At his holiday time kickoff, supporters collected food for the homeless, and last night at his pasta dinner event at the Zeris Inn, guests contributed money to his campaign while also donating coats – again, for the homeless.

“They tell me I have to raise $100,000, and to do that while there are people struggling out there makes me think we need public financing of elections,” said Bucco. “To me, if you have a limited amount of money you’re able to spend, a candidate proves his worth in way by demonstrating wise use of his resources.”

Bucco stood in front of a room of about 100 people packed at tables and feeding on different variations of pasta, a mostly Roxbury and Netcong crowd that at one point in the evening included Carroll, taking about 20 minutes of contact time with constituents. 

The young Bucco’s supporters, including his father, gave the candidate a standing ovation and he appeared embarrassed on top of the fundraising agony.  Said Bucco at the podium amid the fanfare, “It pains me in these tough economic times to have to ask you for money.”  

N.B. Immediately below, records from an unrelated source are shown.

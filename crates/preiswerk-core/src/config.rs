// SPDX-License-Identifier: PMPL-1.0-or-later
// Copyright (c) 2026 Jonathan D.A. Jewell (hyperpolymath) <jonathan.jewell@open.ac.uk>
//
// Driver tuning knobs.

use std::time::Duration;

use serde::{Deserialize, Serialize};

/// Persistent driver configuration.
///
/// These are engine knobs, not per-label settings — see
/// [`PrinterSettings`](crate::types::PrinterSettings) for those.
#[derive(Debug, Clone, Serialize, Deserialize)]
pub struct DriverConfig {
    /// Pause after each accepted write so the device can process the command.
    pub settle_delay: Duration,
    /// Bound on every read so a silent device cannot hang a status query.
    pub read_timeout: Duration,
    /// Consecutive failures before the circuit opens.
    pub failure_threshold: u32,
    /// Consecutive half-open successes before the circuit closes again.
    pub success_threshold: u32,
    /// How long an open circuit blocks before allowing a probe.
    pub open_timeout: Duration,
    /// Retry attempts after the first failure of a print round.
    pub max_retries: u32,
    /// First backoff delay; doubles per attempt up to the cap.
    pub initial_delay: Duration,
}

impl Default for DriverConfig {
    fn default() -> Self {
        Self {
            settle_delay: Duration::from_millis(50),
            read_timeout: Duration::from_millis(500),
            failure_threshold: 5,
            success_threshold: 2,
            open_timeout: Duration::from_secs(30),
            max_retries: 3,
            initial_delay: Duration::from_millis(500),
        }
    }
}
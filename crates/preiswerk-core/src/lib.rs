// SPDX-License-Identifier: PMPL-1.0-or-later
// Copyright (c) 2026 Jonathan D.A. Jewell (hyperpolymath) <jonathan.jewell@open.ac.uk>
//
// Preiswerk — Core types and error definitions shared across all crates.

pub mod config;
pub mod error;
pub mod human_errors;
pub mod types;

pub use config::DriverConfig;
pub use error::DriverError;
pub use types::*;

So Mike Patrick Carroll just

So Mike Patrick Carroll just drives to Trenton, votes no on everything, never offers any real bipartisan solutions and tells people he is pro-life. Sadly, that is what gets someone elected in an all GOP district. And Republicans wonder why they can not win.

Carroll

Offers ideas regularly.  Unfortunately he cannot get them out of committee most of the time because of the way the assembly has been structured the past numbers of years, even when Wittless was in charge.

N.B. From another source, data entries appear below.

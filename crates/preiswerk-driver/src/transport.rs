// SPDX-License-Identifier: PMPL-1.0-or-later
// Copyright (c) 2026 Jonathan D.A. Jewell (hyperpolymath) <jonathan.jewell@open.ac.uk>
//
// Serial transport for TSPL label printers.
//
// Owns the physical link and nothing else: port enumeration, open/close,
// raw writes, and the best-effort status query. Retry policy and job
// sequencing live in the orchestrator.

use std::io::{Read, Write};
use std::time::Duration;

use async_trait::async_trait;
use serialport::{DataBits, Parity, SerialPortType, StopBits};
use tokio_util::sync::CancellationToken;
use tracing::{debug, info, instrument, warn};

use preiswerk_core::config::DriverConfig;
use preiswerk_core::error::{DriverError, Result};
use preiswerk_core::types::{BaudRate, ConnectionState, DeviceStatus};

/// Synthetic port id meaning "first USB-class printer we can find".
pub const USB_AUTO_PORT: &str = "USB";

/// Status query line sent to the device.
const STATUS_QUERY: &[u8] = b"~HS\r\n";

/// Common identifiers offered when enumeration fails outright.
const FALLBACK_PORTS: &[&str] = &["/dev/ttyUSB0", "/dev/ttyS0", "COM1", "COM3"];

/// The seam between the orchestrator and the physical device.
///
/// `SerialTransport` is the production implementation; tests substitute
/// their own to exercise the orchestrator without hardware.
#[async_trait]
pub trait Transport: Send {
    /// The transport's own view of the link. Does not probe the device.
    fn connection_state(&self) -> ConnectionState;

    fn is_open(&self) -> bool {
        self.connection_state() == ConnectionState::Open
    }

    fn open(&mut self, port: &str, baud: BaudRate) -> Result<()>;

    /// Idempotent; a no-op when already closed.
    fn close(&mut self);

    /// Write one command to the device.
    ///
    /// Fails with [`DriverError::Cancelled`] if the token is set before the
    /// write starts; a write already in flight is never interrupted.
    async fn send(&mut self, bytes: &[u8], cancel: &CancellationToken) -> Result<()>;

    /// Best-effort device condition. `Offline` without touching the device
    /// when the link is closed, `Unknown` when the response is unrecognized.
    fn query_status(&mut self) -> DeviceStatus;
}

/// A label printer on a serial or USB-serial link (8N1 framing).
pub struct SerialTransport {
    port: Option<Box<dyn serialport::SerialPort>>,
    state: ConnectionState,
    settle_delay: Duration,
    read_timeout: Duration,
}

impl SerialTransport {
    pub fn new(config: &DriverConfig) -> Self {
        Self {
            port: None,
            state: ConnectionState::Disconnected,
            settle_delay: config.settle_delay,
            read_timeout: config.read_timeout,
        }
    }

    /// Enumerate serial-capable devices, plus the synthetic `USB` entry.
    ///
    /// Falls back to a fixed list of common identifiers when enumeration
    /// fails, so callers always get a non-empty, best-effort list.
    pub fn list_ports() -> Vec<String> {
        let mut ports: Vec<String> = match serialport::available_ports() {
            Ok(found) => found.into_iter().map(|p| p.port_name).collect(),
            Err(e) => {
                warn!(error = %e, "port enumeration failed, using fallback list");
                Vec::new()
            }
        };

        if ports.is_empty() {
            ports = FALLBACK_PORTS.iter().map(|s| s.to_string()).collect();
        }

        ports.push(USB_AUTO_PORT.to_string());
        ports
    }

    /// Scan enumerated ports for the first USB-class printer.
    fn find_usb_port() -> Result<String> {
        let ports = serialport::available_ports()
            .map_err(|e| DriverError::PortNotFound(format!("{USB_AUTO_PORT} ({e})")))?;

        for info in ports {
            let name_match = info.port_name.to_lowercase().contains("usb");
            let desc_match = match &info.port_type {
                SerialPortType::UsbPort(usb) => {
                    let product = usb.product.as_deref().unwrap_or("").to_lowercase();
                    product.contains("usb") || product.contains("printer")
                }
                _ => false,
            };
            if name_match || desc_match {
                debug!(port = %info.port_name, "auto-detected USB printer port");
                return Ok(info.port_name);
            }
        }

        Err(DriverError::PortNotFound(USB_AUTO_PORT.into()))
    }
}

#[async_trait]
impl Transport for SerialTransport {
    fn connection_state(&self) -> ConnectionState {
        self.state
    }

    /// Open the port with 8 data bits, 1 stop bit, no parity, and a bounded
    /// read timeout. The builder applies the whole configuration before the
    /// handle is handed over, so a failed open leaks nothing.
    #[instrument(skip(self))]
    fn open(&mut self, port: &str, baud: BaudRate) -> Result<()> {
        self.close();
        self.state = ConnectionState::Connecting;

        let path = if port.eq_ignore_ascii_case(USB_AUTO_PORT) {
            match Self::find_usb_port() {
                Ok(p) => p,
                Err(e) => {
                    self.state = ConnectionState::Disconnected;
                    return Err(e);
                }
            }
        } else {
            port.to_string()
        };

        let opened = serialport::new(&path, baud.as_u32())
            .data_bits(DataBits::Eight)
            .stop_bits(StopBits::One)
            .parity(Parity::None)
            .timeout(self.read_timeout)
            .open();

        match opened {
            Ok(handle) => {
                info!(port = %path, baud = %baud, "serial port open");
                self.port = Some(handle);
                self.state = ConnectionState::Open;
                Ok(())
            }
            Err(e) => {
                self.state = ConnectionState::Disconnected;
                Err(DriverError::Connect {
                    port: path,
                    detail: e.to_string(),
                })
            }
        }
    }

    fn close(&mut self) {
        if self.port.take().is_some() {
            info!("serial port closed");
        }
        self.state = ConnectionState::Disconnected;
    }

    async fn send(&mut self, bytes: &[u8], cancel: &CancellationToken) -> Result<()> {
        let port = self.port.as_mut().ok_or(DriverError::NotConnected)?;

        if cancel.is_cancelled() {
            return Err(DriverError::Cancelled);
        }

        let written = port.write(bytes).map_err(|e| DriverError::Send {
            detail: e.to_string(),
        })?;
        if written != bytes.len() {
            return Err(DriverError::ShortWrite {
                written,
                expected: bytes.len(),
            });
        }
        port.flush().map_err(|e| DriverError::Send {
            detail: e.to_string(),
        })?;

        debug!(bytes = written, "command written");

        // Let the device chew on the command before the next one arrives.
        tokio::time::sleep(self.settle_delay).await;
        Ok(())
    }

    #[instrument(skip(self))]
    fn query_status(&mut self) -> DeviceStatus {
        let Some(port) = self.port.as_mut() else {
            return DeviceStatus::Offline;
        };

        if port.write_all(STATUS_QUERY).and_then(|()| port.flush()).is_err() {
            warn!("status query write failed");
            return DeviceStatus::Unknown;
        }

        let mut buf = [0u8; 32];
        match port.read(&mut buf) {
            Ok(n) if n > 0 => parse_status(&buf[..n]),
            Ok(_) => DeviceStatus::Unknown,
            Err(e) => {
                debug!(error = %e, "status read failed or timed out");
                DeviceStatus::Unknown
            }
        }
    }
}

/// Map a raw status response to a device condition.
///
/// The code table is a simplified, non-standard guess at the device
/// protocol — calibrate against real hardware before trusting it.
fn parse_status(raw: &[u8]) -> DeviceStatus {
    let text = String::from_utf8_lossy(raw);
    let trimmed = text.trim_matches(|c: char| c.is_whitespace() || c.is_control());

    let code = match trimmed.parse::<u8>() {
        Ok(code) => code,
        // Some firmware replies with a single raw byte instead of ASCII.
        Err(_) if raw.len() == 1 => raw[0],
        Err(_) => return DeviceStatus::Unknown,
    };

    match code {
        0 => DeviceStatus::Ready,
        1 => DeviceStatus::Busy,
        2 => DeviceStatus::OutOfPaper,
        3 => DeviceStatus::OutOfInk,
        _ => DeviceStatus::Unknown,
    }
}

#[cfg(test)]
mod tests {
    use super::*;
    use preiswerk_core::config::DriverConfig;

    #[test]
    fn list_ports_always_offers_usb_and_is_non_empty() {
        let ports = SerialTransport::list_ports();
        assert!(!ports.is_empty());
        assert_eq!(ports.last().map(String::as_str), Some(USB_AUTO_PORT));
    }

    #[test]
    fn closed_transport_reports_offline_without_io() {
        let mut t = SerialTransport::new(&DriverConfig::default());
        assert_eq!(t.query_status(), DeviceStatus::Offline);
        assert!(!t.is_open());
    }

    #[test]
    fn close_is_idempotent() {
        let mut t = SerialTransport::new(&DriverConfig::default());
        t.close();
        t.close();
        assert_eq!(t.connection_state(), ConnectionState::Disconnected);
    }

    #[tokio::test]
    async fn send_on_closed_transport_fails_fast() {
        let mut t = SerialTransport::new(&DriverConfig::default());
        let cancel = CancellationToken::new();
        let err = t.send(b"CLS\r\n", &cancel).await.unwrap_err();
        assert!(matches!(err, DriverError::NotConnected));
    }

    #[test]
    fn status_codes_parse_to_conditions() {
        assert_eq!(parse_status(b"0\r\n"), DeviceStatus::Ready);
        assert_eq!(parse_status(b"1"), DeviceStatus::Busy);
        assert_eq!(parse_status(b"2\r\n"), DeviceStatus::OutOfPaper);
        assert_eq!(parse_status(b"3"), DeviceStatus::OutOfInk);
        assert_eq!(parse_status(b"9"), DeviceStatus::Unknown);
        assert_eq!(parse_status(b"garbage"), DeviceStatus::Unknown);
        assert_eq!(parse_status(&[0x02]), DeviceStatus::OutOfPaper);
    }
}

Liberal definition of bi partisanship is when conservatives cave to what the left once.  Kudo to Assemblyman Carroll for having a record of not doing that.

Appearance is everything?

Perhaps Bucco should considering purchasing a razor?

Randolph is key

Michael himself has said he is strongest in the western portion of the district. If Algeier can get significant votes in Randolph, that will hurt Michael and potentially open the door for either Algeier or Cabana. Bucco Jr. will win cause of his name recognition -- notice how Bucco Jr. is not aligning himself with Michael? Michael's weakness is that taxes/the economy is the #1 issue this year and his strengths are social issues -- pro-life and pro-gun. He doesn't bring funding from Trenton into the district -- not for roads, not for healthcare, zippo. He is vulnerable this year.